TASK DESCRIPTION — Of the entries below, restate word for word only the section that runs from the line with "filename src/lib.rs" to the line with "pub mod version;", counting both ends.
** Opening AVAILABLE DATA block **
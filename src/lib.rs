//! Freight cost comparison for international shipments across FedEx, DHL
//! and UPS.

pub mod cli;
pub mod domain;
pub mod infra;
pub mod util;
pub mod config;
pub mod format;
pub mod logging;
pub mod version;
** Closing AVAILABLE DATA block **
** Opening AVAILABLE DATA block **
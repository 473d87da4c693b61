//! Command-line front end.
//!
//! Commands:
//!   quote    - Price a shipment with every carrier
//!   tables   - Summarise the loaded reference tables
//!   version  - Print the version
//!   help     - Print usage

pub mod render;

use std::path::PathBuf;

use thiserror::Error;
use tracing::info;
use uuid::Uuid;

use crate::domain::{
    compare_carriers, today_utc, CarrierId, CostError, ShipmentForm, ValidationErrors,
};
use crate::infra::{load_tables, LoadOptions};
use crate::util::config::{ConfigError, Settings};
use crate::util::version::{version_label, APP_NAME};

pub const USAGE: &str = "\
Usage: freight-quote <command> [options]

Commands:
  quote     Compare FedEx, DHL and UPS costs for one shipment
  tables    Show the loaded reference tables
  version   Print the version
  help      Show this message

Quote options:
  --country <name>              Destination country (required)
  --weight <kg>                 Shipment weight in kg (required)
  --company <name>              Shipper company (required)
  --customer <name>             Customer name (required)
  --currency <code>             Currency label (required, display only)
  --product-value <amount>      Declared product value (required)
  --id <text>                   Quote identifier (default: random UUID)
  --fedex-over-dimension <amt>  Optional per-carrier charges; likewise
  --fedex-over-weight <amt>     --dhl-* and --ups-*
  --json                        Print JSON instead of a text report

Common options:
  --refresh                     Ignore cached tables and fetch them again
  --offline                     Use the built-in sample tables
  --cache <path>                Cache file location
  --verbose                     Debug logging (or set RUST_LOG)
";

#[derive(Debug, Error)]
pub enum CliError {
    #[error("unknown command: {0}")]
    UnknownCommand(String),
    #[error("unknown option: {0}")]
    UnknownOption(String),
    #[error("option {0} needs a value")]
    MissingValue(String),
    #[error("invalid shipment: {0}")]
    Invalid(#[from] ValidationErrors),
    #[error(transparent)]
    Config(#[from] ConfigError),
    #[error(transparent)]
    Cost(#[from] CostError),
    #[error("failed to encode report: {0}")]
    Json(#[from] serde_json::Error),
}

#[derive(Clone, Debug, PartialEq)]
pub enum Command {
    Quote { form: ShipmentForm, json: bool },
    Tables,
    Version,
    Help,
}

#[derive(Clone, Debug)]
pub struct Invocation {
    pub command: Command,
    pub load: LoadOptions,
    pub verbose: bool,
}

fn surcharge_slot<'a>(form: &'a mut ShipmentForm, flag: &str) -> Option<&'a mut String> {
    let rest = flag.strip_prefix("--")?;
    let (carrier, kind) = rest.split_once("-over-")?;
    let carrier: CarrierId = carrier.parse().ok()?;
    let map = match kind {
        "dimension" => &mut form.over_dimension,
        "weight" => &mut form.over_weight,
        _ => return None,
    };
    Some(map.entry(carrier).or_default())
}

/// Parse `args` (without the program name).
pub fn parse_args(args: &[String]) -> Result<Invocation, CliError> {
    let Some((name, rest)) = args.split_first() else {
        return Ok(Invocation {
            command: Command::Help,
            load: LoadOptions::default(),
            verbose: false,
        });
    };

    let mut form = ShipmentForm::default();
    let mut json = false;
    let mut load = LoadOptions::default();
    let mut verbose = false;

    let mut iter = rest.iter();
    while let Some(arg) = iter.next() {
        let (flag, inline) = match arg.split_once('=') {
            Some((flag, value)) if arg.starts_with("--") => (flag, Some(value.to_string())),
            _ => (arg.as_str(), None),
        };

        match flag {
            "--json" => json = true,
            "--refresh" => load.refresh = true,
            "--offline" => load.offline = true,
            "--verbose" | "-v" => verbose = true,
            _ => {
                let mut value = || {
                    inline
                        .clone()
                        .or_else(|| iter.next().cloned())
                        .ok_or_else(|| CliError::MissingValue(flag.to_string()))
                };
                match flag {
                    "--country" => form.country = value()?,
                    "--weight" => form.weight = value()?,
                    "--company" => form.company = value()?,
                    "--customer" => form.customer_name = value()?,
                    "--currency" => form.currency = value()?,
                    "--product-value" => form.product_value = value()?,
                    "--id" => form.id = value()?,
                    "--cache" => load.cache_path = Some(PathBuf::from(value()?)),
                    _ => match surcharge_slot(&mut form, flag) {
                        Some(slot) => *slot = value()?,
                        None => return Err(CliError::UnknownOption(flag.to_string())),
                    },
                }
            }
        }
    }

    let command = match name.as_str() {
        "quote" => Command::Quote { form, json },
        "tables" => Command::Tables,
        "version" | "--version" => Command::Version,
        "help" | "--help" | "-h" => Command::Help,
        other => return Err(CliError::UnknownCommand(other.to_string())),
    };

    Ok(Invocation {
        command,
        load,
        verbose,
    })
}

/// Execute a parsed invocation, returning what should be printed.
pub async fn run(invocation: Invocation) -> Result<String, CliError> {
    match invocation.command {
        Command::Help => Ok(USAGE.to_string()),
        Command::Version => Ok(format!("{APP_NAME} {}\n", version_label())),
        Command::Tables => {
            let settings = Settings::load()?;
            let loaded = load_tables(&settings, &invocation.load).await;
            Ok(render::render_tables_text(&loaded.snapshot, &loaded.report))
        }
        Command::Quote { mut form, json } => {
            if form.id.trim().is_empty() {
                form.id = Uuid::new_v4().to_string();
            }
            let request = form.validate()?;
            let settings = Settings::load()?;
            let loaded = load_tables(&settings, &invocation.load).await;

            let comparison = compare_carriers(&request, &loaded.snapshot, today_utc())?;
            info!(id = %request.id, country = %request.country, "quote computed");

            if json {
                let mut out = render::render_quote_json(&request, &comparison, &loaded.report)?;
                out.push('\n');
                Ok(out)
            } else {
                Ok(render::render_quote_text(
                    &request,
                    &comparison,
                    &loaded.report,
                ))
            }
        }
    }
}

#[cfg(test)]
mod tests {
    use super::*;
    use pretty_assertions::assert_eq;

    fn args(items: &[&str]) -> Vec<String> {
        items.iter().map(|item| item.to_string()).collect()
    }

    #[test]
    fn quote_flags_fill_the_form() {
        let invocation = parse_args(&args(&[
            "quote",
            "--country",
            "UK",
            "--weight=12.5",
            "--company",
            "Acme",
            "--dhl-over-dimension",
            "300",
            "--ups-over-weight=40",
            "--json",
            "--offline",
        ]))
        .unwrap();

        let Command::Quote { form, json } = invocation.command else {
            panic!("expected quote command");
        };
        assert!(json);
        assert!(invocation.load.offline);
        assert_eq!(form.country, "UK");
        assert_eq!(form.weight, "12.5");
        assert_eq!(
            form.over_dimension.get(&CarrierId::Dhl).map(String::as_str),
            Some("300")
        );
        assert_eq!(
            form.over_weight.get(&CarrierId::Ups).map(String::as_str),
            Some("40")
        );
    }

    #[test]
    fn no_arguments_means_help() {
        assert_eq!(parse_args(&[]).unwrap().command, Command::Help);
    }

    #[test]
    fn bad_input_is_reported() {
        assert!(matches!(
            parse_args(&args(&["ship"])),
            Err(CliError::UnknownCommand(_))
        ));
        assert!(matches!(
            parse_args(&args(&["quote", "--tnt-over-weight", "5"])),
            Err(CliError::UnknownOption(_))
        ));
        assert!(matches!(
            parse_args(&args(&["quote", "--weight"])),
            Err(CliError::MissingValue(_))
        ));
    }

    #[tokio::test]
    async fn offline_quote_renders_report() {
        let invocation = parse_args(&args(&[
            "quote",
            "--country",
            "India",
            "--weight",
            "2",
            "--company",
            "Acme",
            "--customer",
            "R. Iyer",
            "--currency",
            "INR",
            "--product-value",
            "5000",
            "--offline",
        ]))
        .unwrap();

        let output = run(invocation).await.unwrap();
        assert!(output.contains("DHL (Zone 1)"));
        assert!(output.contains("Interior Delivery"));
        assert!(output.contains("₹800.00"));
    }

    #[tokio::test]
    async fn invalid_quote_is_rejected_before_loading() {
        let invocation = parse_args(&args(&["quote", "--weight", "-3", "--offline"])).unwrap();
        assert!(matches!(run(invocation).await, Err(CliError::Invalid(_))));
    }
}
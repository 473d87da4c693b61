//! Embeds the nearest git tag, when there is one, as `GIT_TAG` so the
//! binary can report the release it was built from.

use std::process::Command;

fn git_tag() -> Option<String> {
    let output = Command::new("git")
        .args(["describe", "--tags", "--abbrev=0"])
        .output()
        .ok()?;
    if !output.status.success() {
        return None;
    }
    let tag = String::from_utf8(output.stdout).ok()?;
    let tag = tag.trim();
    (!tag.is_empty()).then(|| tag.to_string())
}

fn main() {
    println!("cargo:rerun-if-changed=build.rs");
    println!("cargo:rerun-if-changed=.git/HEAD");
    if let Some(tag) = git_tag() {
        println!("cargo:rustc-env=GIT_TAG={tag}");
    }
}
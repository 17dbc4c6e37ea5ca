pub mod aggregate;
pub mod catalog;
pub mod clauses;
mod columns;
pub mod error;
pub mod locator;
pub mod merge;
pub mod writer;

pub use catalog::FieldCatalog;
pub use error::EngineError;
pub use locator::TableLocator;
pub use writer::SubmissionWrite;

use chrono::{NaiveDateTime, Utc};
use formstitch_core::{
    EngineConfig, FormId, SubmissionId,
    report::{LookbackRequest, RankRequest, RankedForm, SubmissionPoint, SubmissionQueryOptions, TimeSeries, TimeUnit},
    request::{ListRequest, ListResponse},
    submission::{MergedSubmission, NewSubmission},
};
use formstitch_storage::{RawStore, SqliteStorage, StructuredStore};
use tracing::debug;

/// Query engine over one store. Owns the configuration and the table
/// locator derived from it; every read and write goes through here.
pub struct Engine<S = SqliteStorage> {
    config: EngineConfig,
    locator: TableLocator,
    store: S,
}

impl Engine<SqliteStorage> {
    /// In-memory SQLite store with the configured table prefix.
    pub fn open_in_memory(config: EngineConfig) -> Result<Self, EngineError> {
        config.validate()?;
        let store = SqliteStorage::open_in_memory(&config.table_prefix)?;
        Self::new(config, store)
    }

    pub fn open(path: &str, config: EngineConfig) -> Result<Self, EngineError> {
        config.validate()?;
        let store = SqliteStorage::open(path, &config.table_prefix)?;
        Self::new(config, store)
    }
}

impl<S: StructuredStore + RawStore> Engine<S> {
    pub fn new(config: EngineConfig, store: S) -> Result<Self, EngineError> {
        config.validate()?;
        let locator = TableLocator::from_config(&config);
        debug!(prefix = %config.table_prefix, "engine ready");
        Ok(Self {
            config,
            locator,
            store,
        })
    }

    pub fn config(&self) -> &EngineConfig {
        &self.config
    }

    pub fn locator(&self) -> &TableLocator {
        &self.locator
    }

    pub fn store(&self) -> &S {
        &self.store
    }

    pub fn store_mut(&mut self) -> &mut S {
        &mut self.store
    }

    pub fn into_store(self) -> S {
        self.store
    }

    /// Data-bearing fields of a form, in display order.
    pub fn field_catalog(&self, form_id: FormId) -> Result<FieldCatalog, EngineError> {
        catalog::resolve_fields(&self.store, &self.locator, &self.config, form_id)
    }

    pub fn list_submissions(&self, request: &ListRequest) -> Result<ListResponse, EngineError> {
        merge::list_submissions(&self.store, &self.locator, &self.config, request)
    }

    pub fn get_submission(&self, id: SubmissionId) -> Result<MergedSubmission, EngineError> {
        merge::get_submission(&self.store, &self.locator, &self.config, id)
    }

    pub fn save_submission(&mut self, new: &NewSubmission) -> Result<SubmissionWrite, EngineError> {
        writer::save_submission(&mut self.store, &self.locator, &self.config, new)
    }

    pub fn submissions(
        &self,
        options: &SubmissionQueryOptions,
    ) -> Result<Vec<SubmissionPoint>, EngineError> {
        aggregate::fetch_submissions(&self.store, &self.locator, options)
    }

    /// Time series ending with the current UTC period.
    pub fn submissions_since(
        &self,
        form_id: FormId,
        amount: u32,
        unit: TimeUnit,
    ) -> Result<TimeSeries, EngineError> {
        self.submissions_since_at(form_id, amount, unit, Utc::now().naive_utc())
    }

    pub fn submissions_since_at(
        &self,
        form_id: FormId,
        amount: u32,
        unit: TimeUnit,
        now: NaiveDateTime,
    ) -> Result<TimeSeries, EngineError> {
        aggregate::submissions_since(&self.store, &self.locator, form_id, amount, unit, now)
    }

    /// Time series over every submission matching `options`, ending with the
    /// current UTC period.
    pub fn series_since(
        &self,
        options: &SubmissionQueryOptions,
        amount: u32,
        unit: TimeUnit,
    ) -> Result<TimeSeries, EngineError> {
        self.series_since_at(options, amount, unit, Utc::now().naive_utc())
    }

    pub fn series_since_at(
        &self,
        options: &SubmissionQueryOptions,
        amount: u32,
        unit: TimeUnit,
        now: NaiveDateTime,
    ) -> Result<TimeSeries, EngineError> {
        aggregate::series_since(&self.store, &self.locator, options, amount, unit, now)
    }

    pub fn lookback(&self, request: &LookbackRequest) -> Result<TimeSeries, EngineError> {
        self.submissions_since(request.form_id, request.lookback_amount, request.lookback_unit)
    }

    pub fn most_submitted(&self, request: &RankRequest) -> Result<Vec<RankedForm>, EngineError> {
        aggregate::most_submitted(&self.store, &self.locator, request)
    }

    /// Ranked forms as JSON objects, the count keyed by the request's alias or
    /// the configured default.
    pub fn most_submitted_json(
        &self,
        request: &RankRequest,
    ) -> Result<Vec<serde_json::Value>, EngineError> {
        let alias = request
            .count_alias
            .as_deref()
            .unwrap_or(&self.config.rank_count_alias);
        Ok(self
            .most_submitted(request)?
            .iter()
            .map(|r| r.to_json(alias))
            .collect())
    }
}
** Closing AVAILABLE DATA block **
SOLUTION BELOW —
filename src/lib.rs
//! Freight cost comparison for international shipments across FedEx, DHL
//! and UPS.

pub mod cli;
pub mod domain;
pub mod infra;
pub mod util;
pub mod config;
pub mod format;
pub mod logging;
pub mod version;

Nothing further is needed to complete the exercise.